Required work:
Copy the entries below in full, keeping them exactly as they are.

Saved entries
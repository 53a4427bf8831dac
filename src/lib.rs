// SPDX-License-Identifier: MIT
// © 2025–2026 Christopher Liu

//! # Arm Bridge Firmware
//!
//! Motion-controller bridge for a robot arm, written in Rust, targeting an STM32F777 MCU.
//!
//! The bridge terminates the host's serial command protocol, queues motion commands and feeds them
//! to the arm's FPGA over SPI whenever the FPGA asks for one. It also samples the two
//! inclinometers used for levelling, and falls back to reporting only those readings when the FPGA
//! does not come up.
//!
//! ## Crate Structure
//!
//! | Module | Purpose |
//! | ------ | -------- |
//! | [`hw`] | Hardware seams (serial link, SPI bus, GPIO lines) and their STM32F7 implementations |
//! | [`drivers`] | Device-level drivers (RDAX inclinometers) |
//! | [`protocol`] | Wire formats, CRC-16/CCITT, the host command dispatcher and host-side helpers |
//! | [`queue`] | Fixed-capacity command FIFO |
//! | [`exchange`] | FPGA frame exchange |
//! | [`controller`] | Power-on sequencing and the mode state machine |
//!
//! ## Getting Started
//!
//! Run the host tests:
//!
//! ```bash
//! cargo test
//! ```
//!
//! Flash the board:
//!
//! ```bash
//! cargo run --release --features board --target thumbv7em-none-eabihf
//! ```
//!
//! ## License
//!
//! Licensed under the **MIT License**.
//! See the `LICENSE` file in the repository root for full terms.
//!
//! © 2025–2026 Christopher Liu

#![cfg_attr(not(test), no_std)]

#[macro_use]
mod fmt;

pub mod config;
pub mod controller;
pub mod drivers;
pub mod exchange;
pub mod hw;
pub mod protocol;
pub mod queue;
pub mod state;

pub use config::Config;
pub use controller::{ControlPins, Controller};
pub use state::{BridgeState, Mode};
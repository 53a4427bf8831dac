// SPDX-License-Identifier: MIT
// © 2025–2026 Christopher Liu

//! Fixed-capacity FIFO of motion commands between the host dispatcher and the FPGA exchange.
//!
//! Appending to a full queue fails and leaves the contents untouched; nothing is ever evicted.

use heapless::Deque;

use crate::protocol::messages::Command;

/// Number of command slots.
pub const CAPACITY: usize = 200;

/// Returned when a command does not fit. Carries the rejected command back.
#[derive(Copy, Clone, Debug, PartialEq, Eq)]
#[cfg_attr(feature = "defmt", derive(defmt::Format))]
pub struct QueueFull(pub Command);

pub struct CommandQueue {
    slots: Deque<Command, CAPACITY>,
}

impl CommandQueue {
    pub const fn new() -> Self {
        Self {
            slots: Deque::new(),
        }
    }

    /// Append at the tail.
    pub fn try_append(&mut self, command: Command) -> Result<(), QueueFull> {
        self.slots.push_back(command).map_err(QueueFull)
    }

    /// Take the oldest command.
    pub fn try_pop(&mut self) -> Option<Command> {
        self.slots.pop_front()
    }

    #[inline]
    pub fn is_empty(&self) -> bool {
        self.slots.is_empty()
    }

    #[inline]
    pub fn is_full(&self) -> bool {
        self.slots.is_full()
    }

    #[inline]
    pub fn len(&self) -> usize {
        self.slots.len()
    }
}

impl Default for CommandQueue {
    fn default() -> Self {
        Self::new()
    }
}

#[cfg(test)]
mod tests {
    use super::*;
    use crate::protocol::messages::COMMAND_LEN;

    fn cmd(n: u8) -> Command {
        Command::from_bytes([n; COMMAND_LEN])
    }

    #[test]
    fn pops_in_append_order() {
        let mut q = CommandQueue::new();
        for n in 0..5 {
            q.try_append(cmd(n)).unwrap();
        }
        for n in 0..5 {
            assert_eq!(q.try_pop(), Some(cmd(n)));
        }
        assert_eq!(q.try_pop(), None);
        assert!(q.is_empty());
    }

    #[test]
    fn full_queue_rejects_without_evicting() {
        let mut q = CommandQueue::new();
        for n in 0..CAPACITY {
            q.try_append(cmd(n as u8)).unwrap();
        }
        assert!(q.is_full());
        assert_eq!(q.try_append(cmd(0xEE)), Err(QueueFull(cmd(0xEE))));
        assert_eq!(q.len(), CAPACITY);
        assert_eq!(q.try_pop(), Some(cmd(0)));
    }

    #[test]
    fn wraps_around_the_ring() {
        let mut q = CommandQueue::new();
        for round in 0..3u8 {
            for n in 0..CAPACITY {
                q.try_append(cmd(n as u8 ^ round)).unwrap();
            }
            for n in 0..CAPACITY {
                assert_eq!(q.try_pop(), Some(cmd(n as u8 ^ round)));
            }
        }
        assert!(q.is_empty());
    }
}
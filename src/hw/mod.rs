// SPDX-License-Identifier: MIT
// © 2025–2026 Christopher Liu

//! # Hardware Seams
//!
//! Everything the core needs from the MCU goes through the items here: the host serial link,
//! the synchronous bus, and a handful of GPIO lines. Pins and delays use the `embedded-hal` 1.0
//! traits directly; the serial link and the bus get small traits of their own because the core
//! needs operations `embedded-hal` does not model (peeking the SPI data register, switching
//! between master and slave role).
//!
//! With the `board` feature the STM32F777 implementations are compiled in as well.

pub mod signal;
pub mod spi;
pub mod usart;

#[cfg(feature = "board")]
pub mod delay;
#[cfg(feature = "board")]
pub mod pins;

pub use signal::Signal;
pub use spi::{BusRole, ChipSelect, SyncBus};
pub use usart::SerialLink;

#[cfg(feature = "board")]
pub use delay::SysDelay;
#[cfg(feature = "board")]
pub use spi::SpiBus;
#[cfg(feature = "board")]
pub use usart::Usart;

Result for this task:
repository 53a4427bf8831dac
filename src/lib.rs
// SPDX-License-Identifier: MIT
// © 2025–2026 Christopher Liu

//! # Arm Bridge Firmware
//!
//! Motion-controller bridge for a robot arm, written in Rust, targeting an STM32F777 MCU.
//!
//! The bridge terminates the host's serial command protocol, queues motion commands and feeds them
//! to the arm's FPGA over SPI whenever the FPGA asks for one. It also samples the two
//! inclinometers used for levelling, and falls back to reporting only those readings when the FPGA
//! does not come up.
//!
//! ## Crate Structure
//!
//! | Module | Purpose |
//! | ------ | -------- |
//! | [`hw`] | Hardware seams (serial link, SPI bus, GPIO lines) and their STM32F7 implementations |
//! | [`drivers`] | Device-level drivers (RDAX inclinometers) |
//! | [`protocol`] | Wire formats, CRC-16/CCITT, the host command dispatcher and host-side helpers |
//! | [`queue`] | Fixed-capacity command FIFO |
//! | [`exchange`] | FPGA frame exchange |
//! | [`controller`] | Power-on sequencing and the mode state machine |
//!
//! ## Getting Started
//!
//! Run the host tests:
//!
//! ```bash
//! cargo test
//! ```
//!
//! Flash the board:
//!
//! ```bash
//! cargo run --release --features board --target thumbv7em-none-eabihf
//! ```
//!
//! ## License
//!
//! Licensed under the **MIT License**.
//! See the `LICENSE` file in the repository root for full terms.
//!
//! © 2025–2026 Christopher Liu

#![cfg_attr(not(test), no_std)]

#[macro_use]
mod fmt;

pub mod config;
pub mod controller;
pub mod drivers;
pub mod exchange;
pub mod hw;
pub mod protocol;
pub mod queue;
pub mod state;

pub use config::Config;
pub use controller::{ControlPins, Controller};
pub use state::{BridgeState, Mode};
repository 53a4427bf8831dac
// SPDX-License-Identifier: MIT
// © 2025–2026 Christopher Liu

//! Fixed-capacity FIFO of motion commands between the host dispatcher and the FPGA exchange.
//!
//! Appending to a full queue fails and leaves the contents untouched; nothing is ever evicted.

use heapless::Deque;

use crate::protocol::messages::Command;

/// Number of command slots.
pub const CAPACITY: usize = 200;

/// Returned when a command does not fit. Carries the rejected command back.
#[derive(Copy, Clone, Debug, PartialEq, Eq)]
#[cfg_attr(feature = "defmt", derive(defmt::Format))]
pub struct QueueFull(pub Command);

pub struct CommandQueue {
    slots: Deque<Command, CAPACITY>,
}

impl CommandQueue {
    pub const fn new() -> Self {
        Self {
            slots: Deque::new(),
        }
    }

    /// Append at the tail.
    pub fn try_append(&mut self, command: Command) -> Result<(), QueueFull> {
        self.slots.push_back(command).map_err(QueueFull)
    }

    /// Take the oldest command.
    pub fn try_pop(&mut self) -> Option<Command> {
        self.slots.pop_front()
    }

    #[inline]
    pub fn is_empty(&self) -> bool {
        self.slots.is_empty()
    }

    #[inline]
    pub fn is_full(&self) -> bool {
        self.slots.is_full()
    }

    #[inline]
    pub fn len(&self) -> usize {
        self.slots.len()
    }
}

impl Default for CommandQueue {
    fn default() -> Self {
        Self::new()
    }
}

#[cfg(test)]
mod tests {
    use super::*;
    use crate::protocol::messages::COMMAND_LEN;

    fn cmd(n: u8) -> Command {
        Command::from_bytes([n; COMMAND_LEN])
    }

    #[test]
    fn pops_in_append_order() {
        let mut q = CommandQueue::new();
        for n in 0..5 {
            q.try_append(cmd(n)).unwrap();
        }
        for n in 0..5 {
            assert_eq!(q.try_pop(), Some(cmd(n)));
        }
        assert_eq!(q.try_pop(), None);
        assert!(q.is_empty());
    }

    #[test]
    fn full_queue_rejects_without_evicting() {
        let mut q = CommandQueue::new();
        for n in 0..CAPACITY {
            q.try_append(cmd(n as u8)).unwrap();
        }
        assert!(q.is_full());
        assert_eq!(q.try_append(cmd(0xEE)), Err(QueueFull(cmd(0xEE))));
        assert_eq!(q.len(), CAPACITY);
        assert_eq!(q.try_pop(), Some(cmd(0)));
    }

    #[test]
    fn wraps_around_the_ring() {
        let mut q = CommandQueue::new();
        for round in 0..3u8 {
            for n in 0..CAPACITY {
                q.try_append(cmd(n as u8 ^ round)).unwrap();
            }
            for n in 0..CAPACITY {
                assert_eq!(q.try_pop(), Some(cmd(n as u8 ^ round)));
            }
        }
        assert!(q.is_empty());
    }
}
filename src/hw/mod.rs
// SPDX-License-Identifier: MIT
// © 2025–2026 Christopher Liu

//! # Hardware Seams
//!
//! Everything the core needs from the MCU goes through the items here: the host serial link,
//! the synchronous bus, and a handful of GPIO lines. Pins and delays use the `embedded-hal` 1.0
//! traits directly; the serial link and the bus get small traits of their own because the core
//! needs operations `embedded-hal` does not model (peeking the SPI data register, switching
//! between master and slave role).
//!
//! With the `board` feature the STM32F777 implementations are compiled in as well.

pub mod signal;
pub mod spi;
pub mod usart;

#[cfg(feature = "board")]
pub mod delay;
#[cfg(feature = "board")]
pub mod pins;

pub use signal::Signal;
pub use spi::{BusRole, ChipSelect, SyncBus};
pub use usart::SerialLink;

#[cfg(feature = "board")]
pub use delay::SysDelay;
#[cfg(feature = "board")]
pub use spi::SpiBus;
#[cfg(feature = "board")]
pub use usart::Usart;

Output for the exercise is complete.